The City ended up going ahead with the amendment to the Streets and Traffic Bylaw, approving the amendment with only one dissenter. Shortly thereafter construction started on the Green, and was completed in September of 2011.
Part Four: Activist Counter-Narrative
Finally, I want to give a brief overview of the way activists tried to make Pandora Green a contested political space. The group I was a part of, the Victoria Coalition Against Poverty, with the support of other community groups like the Society of Living Illicit Drug Users and the Committee to End Homelessness Victoria, tried to write a counter-narrative to the City’s beautification plan for Pandora Green. Together, we engaged ina participatory action research project. Over the course of three food servings on the green in the summer of 2010 we interviewed 100 people and asked them what changes, if any, they would like to see on the Green. The outcome was a People’s Plan for Pandora Green. Also, given the extensive consultation process the City had facilitated, we asked if any of the street-involved people had been consulted about the plan; all but one had not.
We brought the results of our survey to city hall, got press coverage, and tried to delegitimize the City’s process. As part of that we also organized a sit-, stand- and kneel-in on the Green the night that the amended bylaw went into effect. By then all the street-involved people were long gone, and of course the cops didn’t hassle the mostly privileged activists who showed up for the potluck.

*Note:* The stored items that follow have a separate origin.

//! Iteration controller of the sharded trainer.
//!
//! ```text
//! Init -> { Infer -> Aggregate -> Checkpoint }* -> Converged
//!                                              | MaxIterationsReached
//!                                              | WallClockExhausted
//! ```
//!
//! Iterations run strictly one after another. An iteration only becomes
//! visible once its model file is in place; a failed attempt leaves the
//! previous checkpoint as it was and is retried from it.

use crate::checkpoint::{Checkpoint, CheckpointStore};
use crate::config::CvbConfig;
use crate::corpus::Corpus;
use crate::error::CvbError;
use crate::pass::{initial_doc_topics, run_pass};
use crate::shuffle::BatchSubstrate;
use crate::topic_model::TopicModel;
use log::{info, warn};
use matrix_util::traits::IoOps;
use ndarray::prelude::*;
use serde::Serialize;
use std::sync::Arc;
use std::time::Instant;

#[derive(Debug, Clone, Copy, PartialEq, Eq, Serialize)]
pub enum TrainingOutcome {
    Converged,
    MaxIterationsReached,
    WallClockExhausted,
}

/// What a finished run reports back
#[derive(Debug, Clone, Serialize)]
pub struct TrainingSummary {
    pub outcome: TrainingOutcome,
    pub final_iteration: usize,
    /// `None` if no iteration has completed yet
    pub final_perplexity: Option<f64>,
    pub final_model_path: String,
    /// `(iteration, perplexity)` of every checkpointed iteration
    pub perplexities: Vec<(usize, f64)>,
}

/// `|cur - prev| / prev`; a zero `prev` counts as no change only if `cur`
/// is zero too
pub fn relative_change(prev: f64, cur: f64) -> f64 {
    if prev == 0.0 {
        if cur == 0.0 {
            0.0
        } else {
            f64::INFINITY
        }
    } else {
        (cur - prev).abs() / prev.abs()
    }
}

/// Converged at the last entry of `history`?
fn has_converged(history: &[(usize, f64)], config: &CvbConfig) -> bool {
    match history {
        [.., (_, prev), (i, cur)] => {
            *i >= config.min_iterations
                && relative_change(*prev, *cur) < config.min_relative_perplexity_change
        }
        _ => false,
    }
}

pub struct IterationController<S: BatchSubstrate> {
    substrate: S,
    config: CvbConfig,
    store: CheckpointStore,
    topic_output: Option<String>,
    doc_topic_output: Option<String>,
}

impl<S: BatchSubstrate> IterationController<S> {
    ///
    /// * `substrate` - runs map tasks and the shuffle
    /// * `config` - validated here, before anything is scheduled
    /// * `state_dir` - checkpoint directory, created if missing
    ///
    pub fn new(substrate: S, config: CvbConfig, state_dir: &str) -> anyhow::Result<Self> {
        config.validate()?;
        Ok(IterationController {
            substrate,
            config,
            store: CheckpointStore::new(state_dir)?,
            topic_output: None,
            doc_topic_output: None,
        })
    }

    /// Also write `p(term|topic)` rows once training stops
    pub fn with_topic_output(mut self, file: Option<String>) -> Self {
        self.topic_output = file;
        self
    }

    /// Also write the final document mixtures once training stops
    pub fn with_doc_topic_output(mut self, file: Option<String>) -> Self {
        self.doc_topic_output = file;
        self
    }

    pub fn config(&self) -> &CvbConfig {
        &self.config
    }

    pub fn store(&self) -> &CheckpointStore {
        &self.store
    }

    pub fn substrate(&self) -> &S {
        &self.substrate
    }

    /// Check that a state directory written earlier belongs to the same
    /// problem, then record this run's configuration
    fn init_state(&self) -> anyhow::Result<()> {
        if let Some(stored) = self.store.read_config()? {
            if stored.num_topics != self.config.num_topics
                || stored.num_terms != self.config.num_terms
            {
                return Err(CvbError::invalid_config(
                    "stateDir",
                    format!(
                        "holds a {} x {} model, this run is {} x {}",
                        stored.num_topics,
                        stored.num_terms,
                        self.config.num_topics,
                        self.config.num_terms
                    ),
                )
                .into());
            }
        }
        self.store.write_config(&self.config)
    }

    /// Latest model, its iteration and the matching document mixtures
    fn load_or_initialize(
        &self,
        corpus: &Corpus,
    ) -> anyhow::Result<(usize, TopicModel, Array2<f64>)> {
        let kk = self.config.num_topics;
        let vv = self.config.num_terms;

        match self.store.latest_complete_iteration()? {
            Some(last) => {
                let model = self.store.read_model(last)?;
                model.check_dims(kk, vv)?;
                let doc_topics = match self.store.read_doc_topics(last)? {
                    Some(theta) if theta.dim() == (corpus.num_docs(), kk) => theta,
                    _ => initial_doc_topics(corpus.num_docs(), kk),
                };
                info!("resuming after iteration {}", last);
                Ok((last, model, doc_topics))
            }
            None => {
                let model = TopicModel::random(kk, vv, self.config.random_seed);
                self.store.write_checkpoint(&Checkpoint {
                    iteration: 0,
                    model: &model,
                    perplexity: None,
                    doc_topics: None,
                })?;
                info!("initialized a random {} x {} model", kk, vv);
                Ok((0, model, initial_doc_topics(corpus.num_docs(), kk)))
            }
        }
    }

    /// Infer, aggregate and checkpoint one iteration. Nothing is written
    /// unless the pass went through.
    fn attempt(
        &self,
        corpus: &Corpus,
        iteration: usize,
        model: &Arc<TopicModel>,
        doc_topics: &Array2<f64>,
    ) -> anyhow::Result<(TopicModel, Array2<f64>, f64)> {
        let out = run_pass(
            &self.substrate,
            corpus,
            Arc::clone(model),
            doc_topics,
            &self.config,
        )?;

        if !out.perplexity.is_finite() {
            anyhow::bail!("perplexity {} is not finite", out.perplexity);
        }

        self.store.write_checkpoint(&Checkpoint {
            iteration,
            model: &out.model,
            perplexity: Some(out.perplexity),
            doc_topics: self.config.persist_doc_topics.then_some(&out.doc_topics),
        })?;

        Ok((out.model, out.doc_topics, out.perplexity))
    }

    ///
    /// Train until convergence, the iteration limit or the wall-clock
    /// budget, resuming from the state directory if it holds checkpoints.
    ///
    /// * `corpus` - documents, `config.num_terms` columns
    ///
    pub fn run(&self, corpus: &Corpus) -> anyhow::Result<TrainingSummary> {
        let config = &self.config;
        if corpus.num_terms() != config.num_terms {
            return Err(
                CvbError::dimension("corpus terms", config.num_terms, corpus.num_terms()).into(),
            );
        }

        let started = Instant::now();
        let budget = config.max_wall_clock_secs.map(std::time::Duration::from_secs);

        self.init_state()?;
        let (mut last, model, mut doc_topics) = self.load_or_initialize(corpus)?;
        let mut model = Arc::new(model);
        let mut history = self.store.perplexity_history(last)?;

        let mut outcome = if has_converged(&history, config) {
            Some(TrainingOutcome::Converged)
        } else if last >= config.max_iterations {
            Some(TrainingOutcome::MaxIterationsReached)
        } else {
            None
        };

        while outcome.is_none() {
            if budget.is_some_and(|b| started.elapsed() >= b) {
                info!("wall-clock budget used up after iteration {}", last);
                outcome = Some(TrainingOutcome::WallClockExhausted);
                break;
            }

            let iteration = last + 1;
            let attempts = config.max_iteration_retries + 1;
            let mut done = None;

            // leftovers of an interrupted earlier run
            self.store.discard_incomplete(iteration)?;

            for attempt in 1..=attempts {
                match self.attempt(corpus, iteration, &model, &doc_topics) {
                    Ok(x) => {
                        done = Some(x);
                        break;
                    }
                    Err(e) => {
                        let failure = CvbError::IterationFailure {
                            iteration,
                            message: format!("{:#}", e),
                        };
                        warn!("{} (attempt {}/{})", failure, attempt, attempts);
                        self.store.discard_incomplete(iteration)?;
                    }
                }
            }

            let Some((next, theta, perplexity)) = done else {
                return Err(CvbError::RetryBudgetExhausted {
                    iteration,
                    attempts,
                    last_good: last,
                }
                .into());
            };

            let change = history
                .last()
                .map(|&(_, prev)| relative_change(prev, perplexity));

            // the previous snapshot is dropped once nothing reads it
            model = Arc::new(next);
            doc_topics = theta;
            last = iteration;
            history.push((iteration, perplexity));

            match change {
                Some(change) => info!(
                    "iteration {}: perplexity {:.6}, relative change {:.3e} [{:.1}s]",
                    iteration,
                    perplexity,
                    change,
                    started.elapsed().as_secs_f64()
                ),
                None => info!(
                    "iteration {}: perplexity {:.6} [{:.1}s]",
                    iteration,
                    perplexity,
                    started.elapsed().as_secs_f64()
                ),
            }

            if has_converged(&history, config) {
                outcome = Some(TrainingOutcome::Converged);
            } else if iteration >= config.max_iterations {
                outcome = Some(TrainingOutcome::MaxIterationsReached);
            }
        }

        let outcome = outcome.unwrap_or(TrainingOutcome::MaxIterationsReached);
        info!("{:?} at iteration {}", outcome, last);

        self.write_outputs(&model, &doc_topics)?;

        Ok(TrainingSummary {
            outcome,
            final_iteration: last,
            final_perplexity: history.last().map(|&(_, p)| p),
            final_model_path: self.store.model_path(last)?,
            perplexities: history,
        })
    }

    fn write_outputs(&self, model: &TopicModel, doc_topics: &Array2<f64>) -> anyhow::Result<()> {
        if let Some(file) = self.topic_output.as_ref() {
            model.topic_term_distribution(self.config.eta).to_tsv(file)?;
            info!("wrote topic-term distributions to {}", file);
        }
        if let Some(file) = self.doc_topic_output.as_ref() {
            doc_topics.to_tsv(file)?;
            info!("wrote document-topic mixtures to {}", file);
        }
        Ok(())
    }
}

#[cfg(test)]
mod tests {
    use super::*;

    #[test]
    fn change_is_relative_to_the_previous_value() {
        assert_eq!(relative_change(2.0, 1.5), 0.25);
        assert_eq!(relative_change(2.0, 2.5), 0.25);
        assert_eq!(relative_change(0.0, 0.0), 0.0);
        assert!(relative_change(0.0, 1.0).is_infinite());
    }

    #[test]
    fn convergence_waits_for_min_iterations() {
        let mut config = CvbConfig::new(2, 4);
        config.min_iterations = 3;
        config.min_relative_perplexity_change = 0.01;

        let flat = vec![(1, 2.0), (2, 2.0)];
        assert!(!has_converged(&flat, &config));

        let flat = vec![(1, 2.0), (2, 2.0), (3, 2.0)];
        assert!(has_converged(&flat, &config));

        let moving = vec![(2, 2.0), (3, 1.0)];
        assert!(!has_converged(&moving, &config));

        assert!(!has_converged(&[(5, 1.0)], &config));
    }
}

Last, just to make sure the Mayor didn’t get his ticker-tape photo op, we crashed the party at the music conservatory commemorating the completion of construction. At that action we impersonated bylaw officers and handed out fake bylaw infraction tickets to all the people sitting, standing and kneeling on the boulevard, while someone delivered a satirical address from a megaphone to an upset mayor and angry audience at the party.
Conclusion
I want to highlight who controlled this process and who made decisions. One thing this case study shows is that democracy is working great for business owners. The way the city hired a private consultant to bring all the owners into a room to facilitate an agreement on how to police Our Place, and how to beautify the block, in a sense represents a deliberative ideal. Of course, none of this included the people most affected by the project, and none of the decisions occurred in council. As far as this gentrification goes, decision-making about public funds was made in private spaces by very privileged people.
Second, I want to highlight what authorities are brought to bear in shaping city space. This is a process dominated by administrators, from managers of engineering, parks, police and fire departments, to provincial authorities on the management of populations that are “pre-contemplative for detox.” To a significant extent Pandora Green is shaped by the gaze of administrators, so paying close attention to the logic of these gazes gives us a better understanding of the production of dominant political space.